“The pessimism of the intellect, the optimism of the will.”
– Antonio Gramsci
Italian communist thinker, writer and activist Antonio Gramsci was imprisoned by the fascist state – whose prosecutor famously demanded that “we must stop this brain for working for twenty years” – but his ideas and ideals have survived him. One of the most important Marxist thinkers of the twentieth century, his theories have moved beyond the left and permeated much academic debate about neoliberalism, critical theory and cultural studies.

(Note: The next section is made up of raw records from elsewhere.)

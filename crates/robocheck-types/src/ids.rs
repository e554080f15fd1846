//! Type-safe identifier wrappers around [`Uuid`].
//!
//! IDs use UUID v7 (time-ordered) so that reports sort by creation time.

use serde::{Deserialize, Serialize};
use ts_rs::TS;
use uuid::Uuid;

/// Generates a newtype wrapper around [`Uuid`] with standard derives.
macro_rules! define_id {
    (
        $(#[$meta:meta])*
        $name:ident
    ) => {
        $(#[$meta])*
        #[derive(Debug, Clone, Copy, PartialEq, Eq, PartialOrd, Ord, Hash, Serialize, Deserialize, TS)]
        #[ts(export, export_to = "bindings/")]
        pub struct $name(pub Uuid);

        impl $name {
            /// Create a new identifier using UUID v7 (time-ordered).
            pub fn new() -> Self {
                Self(Uuid::now_v7())
            }

            /// Return the inner [`Uuid`] value.
            pub const fn into_inner(self) -> Uuid {
                self.0
            }
        }

        impl Default for $name {
            fn default() -> Self {
                Self::new()
            }
        }

        impl core::fmt::Display for $name {
            fn fmt(&self, f: &mut core::fmt::Formatter<'_>) -> core::fmt::Result {
                write!(f, "{}", self.0)
            }
        }

        impl From<Uuid> for $name {
            fn from(id: Uuid) -> Self {
                Self(id)
            }
        }
    };
}

define_id! {
    /// Unique identifier for one sequence verification run.
    RunId
}
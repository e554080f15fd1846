//! Transition rules: the effects of an action that passed validation.
//!
//! Each rule assumes preconditions were already checked. Rules that replace
//! one fact with another retract the old fact before asserting the new one,
//! which keeps `powered_on`/`powered_off` mutually exclusive.
//!
//! | action | effect |
//! |---|---|
//! | poweron | retract `powered_off`, assert `powered_on` |
//! | poweroff | retract `powered_on`, assert `powered_off` |
//! | scanarea | assert `scanned` |
//! | moveforward | retract `battery_full`, assert `battery_low` |
//! | pickobject | assert `holding_object` |
//! | releaseobject | retract `holding_object` |
//! | others | no change |

use robocheck_types::{ActionType, Fact};
use robocheck_world::WorldState;

/// A rule mutating world state after a successful action.
pub type TransitionRule = fn(&mut WorldState);

/// Look up the rule for an action.
#[allow(clippy::match_same_arms)] // Explicit default arms document which actions are inert.
pub fn rule_for(action: ActionType) -> TransitionRule {
    match action {
        ActionType::PowerOn => power_on,
        ActionType::PowerOff => power_off,
        ActionType::ScanArea => scan_area,
        ActionType::MoveForward => move_forward,
        ActionType::PickObject => pick_object,
        ActionType::ReleaseObject => release_object,
        ActionType::TurnLeft => no_effect,
        ActionType::TurnRight => no_effect,
        ActionType::CheckBattery => no_effect,
        ActionType::Stop => no_effect,
    }
}

/// Apply the rule for `action` to `world`.
pub fn apply_transition(action: ActionType, world: &mut WorldState) {
    rule_for(action)(world);
    tracing::trace!(action = %action, world = %world, "Transition applied");
}

fn power_on(world: &mut WorldState) {
    world.retract(Fact::PoweredOff);
    world.assert_fact(Fact::PoweredOn);
}

fn power_off(world: &mut WorldState) {
    world.retract(Fact::PoweredOn);
    world.assert_fact(Fact::PoweredOff);
}

fn scan_area(world: &mut WorldState) {
    world.assert_fact(Fact::Scanned);
}

fn move_forward(world: &mut WorldState) {
    world.retract(Fact::BatteryFull);
    world.assert_fact(Fact::BatteryLow);
}

fn pick_object(world: &mut WorldState) {
    world.assert_fact(Fact::HoldingObject);
}

fn release_object(world: &mut WorldState) {
    world.retract(Fact::HoldingObject);
}

const fn no_effect(_world: &mut WorldState) {}

#[cfg(test)]
mod tests {
    use super::*;

    fn powered_world() -> WorldState {
        WorldState::from_facts([
            Fact::PoweredOn,
            Fact::Scanned,
            Fact::BatteryFull,
            Fact::ObjectDetected,
        ])
        .unwrap_or_default()
    }

    #[test]
    fn power_on_swaps_power_facts() {
        let mut world = WorldState::new();
        apply_transition(ActionType::PowerOn, &mut world);
        assert!(world.holds(Fact::PoweredOn));
        assert!(!world.holds(Fact::PoweredOff));
    }

    #[test]
    fn power_off_swaps_power_facts() {
        let mut world = powered_world();
        apply_transition(ActionType::PowerOff, &mut world);
        assert!(world.holds(Fact::PoweredOff));
        assert!(!world.holds(Fact::PoweredOn));
    }

    #[test]
    fn move_forward_drains_battery_fact() {
        let mut world = powered_world();
        apply_transition(ActionType::MoveForward, &mut world);
        assert!(world.holds(Fact::BatteryLow));
        assert!(!world.holds(Fact::BatteryFull));
    }

    #[test]
    fn move_forward_is_idempotent_on_membership() {
        let mut world = powered_world();
        apply_transition(ActionType::MoveForward, &mut world);
        let once = world.clone();
        apply_transition(ActionType::MoveForward, &mut world);
        assert_eq!(world, once);
    }

    #[test]
    fn pick_then_release_restores_world() {
        let mut world = powered_world();
        let before = world.clone();
        apply_transition(ActionType::PickObject, &mut world);
        assert!(world.holds(Fact::HoldingObject));
        apply_transition(ActionType::ReleaseObject, &mut world);
        assert_eq!(world, before);
    }

    #[test]
    fn scanned_is_never_removed() {
        let mut world = powered_world();
        for action in ActionType::ALL {
            apply_transition(action, &mut world);
        }
        assert!(world.holds(Fact::Scanned));
    }

    #[test]
    fn inert_actions_leave_world_alone() {
        for action in [
            ActionType::TurnLeft,
            ActionType::TurnRight,
            ActionType::CheckBattery,
            ActionType::Stop,
        ] {
            let mut world = powered_world();
            let before = world.clone();
            apply_transition(action, &mut world);
            assert_eq!(world, before, "{action} should not change the world");
        }
    }
}
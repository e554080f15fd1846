//! Battery drain per action.
//!
//! Only successful actions drain the battery. Values are whole percentage
//! points:
//! - Motion (`moveforward`, `turnleft`, `turnright`): 20
//! - Sensing and manipulation (`scanarea`, `pickobject`, `releaseobject`): 10
//! - Everything else: 0

use robocheck_types::ActionType;

/// Battery percentage consumed by a successful action.
#[allow(clippy::match_same_arms)] // One arm per action keeps the table readable.
pub const fn battery_drain(action: ActionType) -> u32 {
    match action {
        ActionType::MoveForward => 20,
        ActionType::TurnLeft => 20,
        ActionType::TurnRight => 20,
        ActionType::ScanArea => 10,
        ActionType::PickObject => 10,
        ActionType::ReleaseObject => 10,
        ActionType::PowerOn => 0,
        ActionType::PowerOff => 0,
        ActionType::CheckBattery => 0,
        ActionType::Stop => 0,
    }
}
//! Configuration and sequence verification for Robocheck.
//!
//! This crate sits between the rule engine and front ends. It loads the
//! YAML configuration, reads and writes action sequences, and replays a
//! sequence from a fresh world to produce a [`VerificationReport`].
//!
//! # Modules
//!
//! - [`config`] -- [`VerifierConfig`] and its YAML loader
//! - [`sequence`] -- Sequence text files and `{"actions": [...]}` requests
//! - [`verifier`] -- [`SequenceVerifier`], step-by-step replay with battery drain
//!
//! [`VerificationReport`]: robocheck_types::VerificationReport

pub mod config;
pub mod sequence;
pub mod verifier;

// Re-export primary types at crate root for convenience.
pub use config::{ConfigError, LogFormat, LoggingConfig, VerifierConfig, WorldConfig};
pub use sequence::{
    SequenceEntry, SequenceError, load_sequence, normalize_action, parse_request,
    parse_sequence, save_sequence,
};
pub use verifier::SequenceVerifier;
//! Sequence verification: replay a list of actions from a fresh world.
//!
//! Every run builds its own world and battery gauge from [`WorldConfig`],
//! so runs never see each other's effects. Each entry is normalized (trimmed,
//! lowercased) and passed through the [`Validator`]. Rejected steps are
//! recorded and the run carries on with the next entry.
//!
//! Battery drain applies only to valid steps, per
//! [`robocheck_rules::costs`].

use chrono::Utc;
use robocheck_rules::{Validator, ValidationOutcome, costs, missing_preconditions};
use robocheck_types::{
    Fact, RunId, SequenceVerdict, StepReport, StepVerdict, VerificationReport,
};
use robocheck_world::{BatteryGauge, WorldState};
use tracing::{info, warn};

use crate::config::{ConfigError, WorldConfig};
use crate::sequence::{SequenceEntry, normalize_action};

/// Reason attached to a valid step.
pub const REASON_VALID: &str = "All preconditions satisfied.";
/// Reason attached to an unknown action.
pub const REASON_INVALID_ACTION: &str = "Action is not defined in the rule base.";
/// Reason attached to a non-string entry.
pub const REASON_INVALID_FORMAT: &str = "Action value must be a string.";

/// Replays sequences against a configured starting world.
#[derive(Debug, Clone)]
pub struct SequenceVerifier {
    initial_world: WorldState,
    starting_gauge: BatteryGauge,
}

impl SequenceVerifier {
    /// Build a verifier from world configuration.
    ///
    /// # Errors
    ///
    /// Returns [`ConfigError::World`] if the configured world is
    /// inconsistent.
    pub fn new(config: &WorldConfig) -> Result<Self, ConfigError> {
        Ok(Self {
            initial_world: config.initial_world()?,
            starting_gauge: config.starting_gauge()?,
        })
    }

    /// Verify a list of plain action identifiers.
    pub fn verify_actions<S: AsRef<str>>(&self, actions: &[S]) -> VerificationReport {
        let entries: Vec<SequenceEntry> = actions
            .iter()
            .map(|action| SequenceEntry::from(action.as_ref()))
            .collect();
        self.verify(&entries)
    }

    /// Verify a sequence of entries from a fresh world.
    pub fn verify(&self, entries: &[SequenceEntry]) -> VerificationReport {
        let run_id = RunId::new();
        let mut validator = Validator::with_world(self.initial_world.clone());
        let mut gauge = self.starting_gauge;
        let mut steps = Vec::with_capacity(entries.len());
        let mut battery_history = Vec::with_capacity(entries.len());

        for (index, entry) in entries.iter().enumerate() {
            let step = u32::try_from(index).unwrap_or(u32::MAX).saturating_add(1);
            let report = match entry {
                SequenceEntry::Action(raw) => {
                    run_action(&mut validator, &mut gauge, step, &normalize_action(raw))
                }
                SequenceEntry::Malformed(raw) => {
                    warn!(%run_id, step, entry = raw.as_str(), "Non-string sequence entry");
                    StepReport {
                        step,
                        action: raw.clone(),
                        result: StepVerdict::InvalidFormat,
                        reason: String::from(REASON_INVALID_FORMAT),
                        battery: gauge.level(),
                        missing: Vec::new(),
                    }
                }
            };
            battery_history.push(report.battery);
            steps.push(report);
        }

        let summary = if steps.iter().all(|step| step.result == StepVerdict::Valid) {
            SequenceVerdict::Valid
        } else {
            SequenceVerdict::Invalid
        };

        info!(
            %run_id,
            steps = steps.len(),
            summary = summary.as_str(),
            final_battery = gauge.level(),
            "Sequence verified"
        );

        VerificationReport {
            run_id,
            verified_at: Utc::now(),
            validation: steps,
            summary,
            final_state: validator.world().snapshot(),
            final_battery: gauge.level(),
            battery_history,
        }
    }
}

impl Default for SequenceVerifier {
    fn default() -> Self {
        Self {
            initial_world: WorldState::new(),
            starting_gauge: BatteryGauge::full(),
        }
    }
}

/// Validate one normalized action and build its step record.
fn run_action(
    validator: &mut Validator,
    gauge: &mut BatteryGauge,
    step: u32,
    action: &str,
) -> StepReport {
    // Diagnostics are read before validation so they describe the world the
    // check actually saw.
    let missing = robocheck_rules::resolve(action)
        .map(|action_type| missing_preconditions(action_type, validator.world()))
        .unwrap_or_default();

    let outcome = validator.validate_detailed(action);
    if let ValidationOutcome::Applied(action_type) = outcome {
        gauge.drain(costs::battery_drain(action_type));
    }

    let reason = match outcome {
        ValidationOutcome::Applied(_) => String::from(REASON_VALID),
        ValidationOutcome::InvalidAction => String::from(REASON_INVALID_ACTION),
        ValidationOutcome::PreconditionFailed { .. } => missing_reason(&missing),
    };
    let missing = if matches!(outcome, ValidationOutcome::PreconditionFailed { .. }) {
        missing
    } else {
        Vec::new()
    };

    StepReport {
        step,
        action: action.to_owned(),
        result: StepVerdict::from(outcome.status()),
        reason,
        battery: gauge.level(),
        missing,
    }
}

/// Human-readable list of absent preconditions.
fn missing_reason(missing: &[Fact]) -> String {
    if missing.is_empty() {
        return String::from("One or more preconditions are not satisfied.");
    }
    let names: Vec<&str> = missing.iter().map(|fact| fact.as_str()).collect();
    format!("Missing preconditions: {}", names.join(", "))
}
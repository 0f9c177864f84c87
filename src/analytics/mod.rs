mod annotate;
mod detector;
mod object;

pub use annotate::{annotate, encode_jpeg, resize_to_width};
pub use detector::{filter_confident, DetectError, Detection, Detector};
pub use object::ObjectDetector;
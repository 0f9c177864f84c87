mod frame;

pub use frame::{EncodedFrame, FrameBuffer};
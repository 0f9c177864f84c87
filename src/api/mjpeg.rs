use std::convert::Infallible;
use std::sync::Arc;
use std::time::Duration;

use async_stream::stream;
use axum::body::Bytes;
use futures_core::Stream;

use crate::buffer::{EncodedFrame, FrameBuffer};

pub const BOUNDARY: &str = "frame";
pub const CONTENT_TYPE: &str = "multipart/x-mixed-replace; boundary=frame";

pub fn encode_part(frame: &EncodedFrame) -> Bytes {
    let header = format!(
        "--{BOUNDARY}\r\nContent-Type: image/jpeg\r\nContent-Length: {}\r\n\r\n",
        frame.len()
    );
    let mut part = Vec::with_capacity(header.len() + frame.len() + 2);
    part.extend_from_slice(header.as_bytes());
    part.extend_from_slice(frame.data());
    part.extend_from_slice(b"\r\n");
    Bytes::from(part)
}

/// Endless per-viewer stream; only frames newer than the last one sent are emitted.
pub fn frame_stream(
    buffer: Arc<FrameBuffer>,
    poll_interval: Duration,
) -> impl Stream<Item = Result<Bytes, Infallible>> + Send + 'static {
    stream! {
        let mut last_sent = 0u64;
        loop {
            match buffer.read() {
                Some(frame) if frame.version() > last_sent => {
                    last_sent = frame.version();
                    yield Ok(encode_part(&frame));
                }
                _ => tokio::time::sleep(poll_interval).await,
            }
        }
    }
}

“…in particular Galeotti’s exhibition [on Gramsci] seemed to me to be very interesting, both for the spirit which inspired the artist, and also for his artistic achievement…”
— Renato Guttuso (1979)
“…Hands are important in Galeotti’s art… the quick and willing servant of the mind… In the later work, dialectical process becomes less evident. The mind seems to emerge as the dominant theme in these works. Gramsci’s head loses all suggestion of vulnerable humanity and anguish and takes on a monumental, rock-like presence in which the eyes, image of and symbols for the mind, gaze out in serene, penetrating confidence… Mind, theory and spirit have triumphed over Matter, and in this, surely, lies a perennial hope and ancient despair.”
— Richard Walker (1985)
Excerpt from “Antonio Gramsci” by Hamish Henderson in Cencrastus No.28, Winter 87/88:
“ …the appalling paradox clearly enunciated by the painter Renzo Galeotti when he remarked (in a conversation with the present writer): ‘by shutting him up, and keeping him shut up, Mussolini saved him.’ (Mussolini l’ha salvato). Before his death, Benedetto Croce wrote, in a tribute to Gramsci, that he ranked with Giordano Bruno, with Machiavelli, with Vico – and, by implication, with Croce himself – as one of the greatest Italian thinkers. Certainly, nearly all major writers, artists and film-makers of post-Second World War Italy were to a greater or lesser extent influenced by his mighty presence in the recent past. To mention only a few: Pier Paolo Pasolini wrote Le Ceneri di Gramsci ( the Ashes of Gramsci); Elio Vittorini celebrated the Gramscian cultural heritage in the pages of Il Politecnico; Riccardo Bacchelli, writing Il Figlio di Stalin (The Son of Stalin), tackled the dreadful subject of totalitarian contempt for humanity, of which Gramsci was an outstanding victim; and Renzo Galeotti painted his extraordinary series of Gramsci studies – Omaggio a Gramsci (Homage to Gramsci: the life of a martyr for the working class represented in the manner of Sacred Art).”
Renzo Galeotti’s series of works on the Italian thinker have been exhibited in a number of venues and events, and used in the media, as the backdrop to a major conference, as the cover of an issue of Marxism Today and also for the book Social Forces in the Making of the New Europe.